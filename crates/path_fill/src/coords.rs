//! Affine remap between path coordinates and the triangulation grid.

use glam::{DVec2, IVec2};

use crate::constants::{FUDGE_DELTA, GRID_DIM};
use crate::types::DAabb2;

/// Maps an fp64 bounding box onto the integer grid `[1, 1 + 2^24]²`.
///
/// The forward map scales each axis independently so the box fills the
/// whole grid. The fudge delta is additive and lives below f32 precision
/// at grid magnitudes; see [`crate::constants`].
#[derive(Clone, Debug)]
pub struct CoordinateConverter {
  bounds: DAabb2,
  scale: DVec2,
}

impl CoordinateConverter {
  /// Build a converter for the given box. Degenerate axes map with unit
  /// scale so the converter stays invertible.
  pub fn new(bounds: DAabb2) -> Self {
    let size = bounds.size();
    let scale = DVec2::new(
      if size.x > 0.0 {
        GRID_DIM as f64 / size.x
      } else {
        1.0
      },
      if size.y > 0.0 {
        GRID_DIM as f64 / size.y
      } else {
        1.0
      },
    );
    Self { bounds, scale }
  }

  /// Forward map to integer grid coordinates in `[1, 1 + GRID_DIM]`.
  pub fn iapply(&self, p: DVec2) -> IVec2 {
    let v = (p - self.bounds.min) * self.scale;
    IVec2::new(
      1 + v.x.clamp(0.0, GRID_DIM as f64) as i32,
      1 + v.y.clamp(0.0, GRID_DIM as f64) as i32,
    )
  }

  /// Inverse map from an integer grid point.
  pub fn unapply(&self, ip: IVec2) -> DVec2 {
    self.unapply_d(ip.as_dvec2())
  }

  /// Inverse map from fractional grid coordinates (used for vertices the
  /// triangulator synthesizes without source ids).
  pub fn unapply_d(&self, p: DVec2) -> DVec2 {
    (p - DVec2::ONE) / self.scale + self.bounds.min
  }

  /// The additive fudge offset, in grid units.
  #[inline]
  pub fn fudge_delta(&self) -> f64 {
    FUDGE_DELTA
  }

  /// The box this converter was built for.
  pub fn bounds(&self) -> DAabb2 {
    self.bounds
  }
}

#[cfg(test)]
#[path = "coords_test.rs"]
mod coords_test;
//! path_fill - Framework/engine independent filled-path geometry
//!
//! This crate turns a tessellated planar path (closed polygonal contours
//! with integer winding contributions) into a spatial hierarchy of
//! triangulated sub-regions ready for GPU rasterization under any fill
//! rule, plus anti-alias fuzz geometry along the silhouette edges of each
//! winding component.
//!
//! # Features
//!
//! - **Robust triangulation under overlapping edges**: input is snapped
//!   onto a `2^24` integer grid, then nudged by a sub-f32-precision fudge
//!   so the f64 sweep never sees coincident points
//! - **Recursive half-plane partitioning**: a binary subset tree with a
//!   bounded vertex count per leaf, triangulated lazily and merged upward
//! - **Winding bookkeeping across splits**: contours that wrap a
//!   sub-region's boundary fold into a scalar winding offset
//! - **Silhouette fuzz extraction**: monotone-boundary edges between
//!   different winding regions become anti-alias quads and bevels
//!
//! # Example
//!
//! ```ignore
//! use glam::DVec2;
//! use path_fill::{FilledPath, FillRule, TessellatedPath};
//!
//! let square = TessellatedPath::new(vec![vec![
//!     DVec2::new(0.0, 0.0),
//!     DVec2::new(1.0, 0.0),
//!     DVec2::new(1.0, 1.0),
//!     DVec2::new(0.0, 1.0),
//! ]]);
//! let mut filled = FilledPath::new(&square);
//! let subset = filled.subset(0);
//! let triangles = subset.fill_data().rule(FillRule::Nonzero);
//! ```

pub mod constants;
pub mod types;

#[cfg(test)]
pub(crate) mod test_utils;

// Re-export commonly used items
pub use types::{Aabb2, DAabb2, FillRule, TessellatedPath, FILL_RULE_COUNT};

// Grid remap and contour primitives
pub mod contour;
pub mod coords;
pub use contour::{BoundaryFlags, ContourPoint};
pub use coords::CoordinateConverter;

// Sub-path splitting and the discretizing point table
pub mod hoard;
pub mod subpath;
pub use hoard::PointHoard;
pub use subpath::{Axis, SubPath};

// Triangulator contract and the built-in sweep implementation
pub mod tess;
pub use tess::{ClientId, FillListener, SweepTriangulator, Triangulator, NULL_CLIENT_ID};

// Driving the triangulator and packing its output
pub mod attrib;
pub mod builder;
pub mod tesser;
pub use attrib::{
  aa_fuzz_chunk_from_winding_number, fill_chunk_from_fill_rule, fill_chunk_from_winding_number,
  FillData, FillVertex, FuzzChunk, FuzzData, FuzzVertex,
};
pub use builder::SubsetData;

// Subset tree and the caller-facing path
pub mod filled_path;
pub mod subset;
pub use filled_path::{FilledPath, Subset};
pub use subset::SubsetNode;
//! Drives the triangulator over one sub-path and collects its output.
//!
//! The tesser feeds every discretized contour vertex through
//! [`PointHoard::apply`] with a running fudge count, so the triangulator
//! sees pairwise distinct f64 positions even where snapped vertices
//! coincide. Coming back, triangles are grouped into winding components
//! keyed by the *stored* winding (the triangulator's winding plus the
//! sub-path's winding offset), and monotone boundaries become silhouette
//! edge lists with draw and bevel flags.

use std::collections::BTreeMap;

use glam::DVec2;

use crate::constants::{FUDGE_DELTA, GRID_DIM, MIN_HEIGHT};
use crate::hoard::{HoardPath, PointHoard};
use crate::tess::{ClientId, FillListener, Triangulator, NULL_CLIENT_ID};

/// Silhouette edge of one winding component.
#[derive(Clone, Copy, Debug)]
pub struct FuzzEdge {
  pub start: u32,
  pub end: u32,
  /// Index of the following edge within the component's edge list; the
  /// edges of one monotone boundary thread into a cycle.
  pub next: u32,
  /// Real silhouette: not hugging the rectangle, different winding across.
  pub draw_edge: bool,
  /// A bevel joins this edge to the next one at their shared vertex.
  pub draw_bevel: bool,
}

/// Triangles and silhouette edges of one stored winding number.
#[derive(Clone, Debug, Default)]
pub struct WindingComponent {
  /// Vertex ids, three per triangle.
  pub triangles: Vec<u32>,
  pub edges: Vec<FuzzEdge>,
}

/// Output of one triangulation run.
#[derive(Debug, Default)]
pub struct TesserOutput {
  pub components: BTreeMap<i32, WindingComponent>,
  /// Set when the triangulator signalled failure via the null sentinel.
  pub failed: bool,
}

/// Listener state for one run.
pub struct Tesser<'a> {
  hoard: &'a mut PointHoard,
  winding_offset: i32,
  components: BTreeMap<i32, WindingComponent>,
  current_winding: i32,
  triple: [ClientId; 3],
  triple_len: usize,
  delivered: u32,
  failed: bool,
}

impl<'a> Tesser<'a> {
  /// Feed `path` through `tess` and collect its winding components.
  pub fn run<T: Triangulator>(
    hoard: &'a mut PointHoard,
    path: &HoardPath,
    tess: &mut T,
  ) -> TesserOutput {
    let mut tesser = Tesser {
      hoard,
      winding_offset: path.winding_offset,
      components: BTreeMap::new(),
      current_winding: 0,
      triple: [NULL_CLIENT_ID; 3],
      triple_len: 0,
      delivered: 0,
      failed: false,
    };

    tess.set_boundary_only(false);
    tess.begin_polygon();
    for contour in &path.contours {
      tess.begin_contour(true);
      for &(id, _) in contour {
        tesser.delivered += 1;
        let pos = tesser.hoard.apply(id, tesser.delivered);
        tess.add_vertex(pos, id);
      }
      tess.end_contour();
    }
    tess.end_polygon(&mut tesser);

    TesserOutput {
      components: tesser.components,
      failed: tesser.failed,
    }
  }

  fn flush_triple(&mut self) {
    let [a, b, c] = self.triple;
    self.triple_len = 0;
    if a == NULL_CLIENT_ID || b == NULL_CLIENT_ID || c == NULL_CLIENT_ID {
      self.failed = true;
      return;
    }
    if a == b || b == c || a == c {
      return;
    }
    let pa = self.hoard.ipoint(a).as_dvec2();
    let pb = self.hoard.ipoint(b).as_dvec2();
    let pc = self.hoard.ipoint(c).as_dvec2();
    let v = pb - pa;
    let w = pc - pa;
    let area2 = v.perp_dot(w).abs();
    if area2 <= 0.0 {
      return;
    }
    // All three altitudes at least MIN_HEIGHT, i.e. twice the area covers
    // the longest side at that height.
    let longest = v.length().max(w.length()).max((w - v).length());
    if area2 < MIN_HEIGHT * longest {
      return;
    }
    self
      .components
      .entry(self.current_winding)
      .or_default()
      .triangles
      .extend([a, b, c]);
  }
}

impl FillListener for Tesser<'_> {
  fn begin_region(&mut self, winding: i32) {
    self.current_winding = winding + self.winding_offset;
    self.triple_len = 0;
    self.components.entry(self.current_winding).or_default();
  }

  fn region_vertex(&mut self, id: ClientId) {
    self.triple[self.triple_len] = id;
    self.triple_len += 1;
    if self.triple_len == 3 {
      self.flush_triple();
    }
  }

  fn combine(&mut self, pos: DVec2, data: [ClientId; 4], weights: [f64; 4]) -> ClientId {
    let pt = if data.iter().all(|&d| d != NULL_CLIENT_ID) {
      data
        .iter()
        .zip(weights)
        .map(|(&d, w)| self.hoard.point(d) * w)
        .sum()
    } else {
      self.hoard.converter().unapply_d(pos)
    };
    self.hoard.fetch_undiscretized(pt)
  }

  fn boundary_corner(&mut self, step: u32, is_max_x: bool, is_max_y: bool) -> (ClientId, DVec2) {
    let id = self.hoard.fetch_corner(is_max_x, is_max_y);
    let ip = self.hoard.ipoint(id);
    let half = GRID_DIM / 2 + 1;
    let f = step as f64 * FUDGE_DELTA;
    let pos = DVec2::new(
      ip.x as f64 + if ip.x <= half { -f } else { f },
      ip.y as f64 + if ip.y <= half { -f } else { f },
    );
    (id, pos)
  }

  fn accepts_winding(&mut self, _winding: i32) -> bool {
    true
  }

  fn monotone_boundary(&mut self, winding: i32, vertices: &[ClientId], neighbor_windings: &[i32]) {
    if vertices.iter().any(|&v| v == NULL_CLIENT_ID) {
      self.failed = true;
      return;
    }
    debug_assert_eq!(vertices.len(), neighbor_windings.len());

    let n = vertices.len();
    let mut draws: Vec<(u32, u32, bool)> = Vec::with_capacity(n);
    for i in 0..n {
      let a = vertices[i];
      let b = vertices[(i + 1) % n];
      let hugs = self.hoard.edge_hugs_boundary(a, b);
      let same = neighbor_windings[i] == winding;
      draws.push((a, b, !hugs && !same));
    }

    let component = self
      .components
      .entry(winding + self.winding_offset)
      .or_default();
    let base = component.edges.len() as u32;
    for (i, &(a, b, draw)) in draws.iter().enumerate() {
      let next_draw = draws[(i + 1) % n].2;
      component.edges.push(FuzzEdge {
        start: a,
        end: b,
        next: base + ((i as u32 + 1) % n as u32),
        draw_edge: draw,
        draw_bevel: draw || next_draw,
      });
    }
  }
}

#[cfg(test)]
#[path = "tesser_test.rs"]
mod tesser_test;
------------------------------
In the data above, start at the line that has "pub mod attrib;", stop after the line that has "contour vertex through", and print every line in between exactly as it stands.

#### [EXPECTED ANSWER]
pub mod attrib;
pub mod builder;
pub mod tesser;
pub use attrib::{
  aa_fuzz_chunk_from_winding_number, fill_chunk_from_fill_rule, fill_chunk_from_winding_number,
  FillData, FillVertex, FuzzChunk, FuzzData, FuzzVertex,
};
pub use builder::SubsetData;

// Subset tree and the caller-facing path
pub mod filled_path;
pub mod subset;
pub use filled_path::{FilledPath, Subset};
pub use subset::SubsetNode;
//! Drives the triangulator over one sub-path and collects its output.
//!
//! The tesser feeds every discretized contour vertex through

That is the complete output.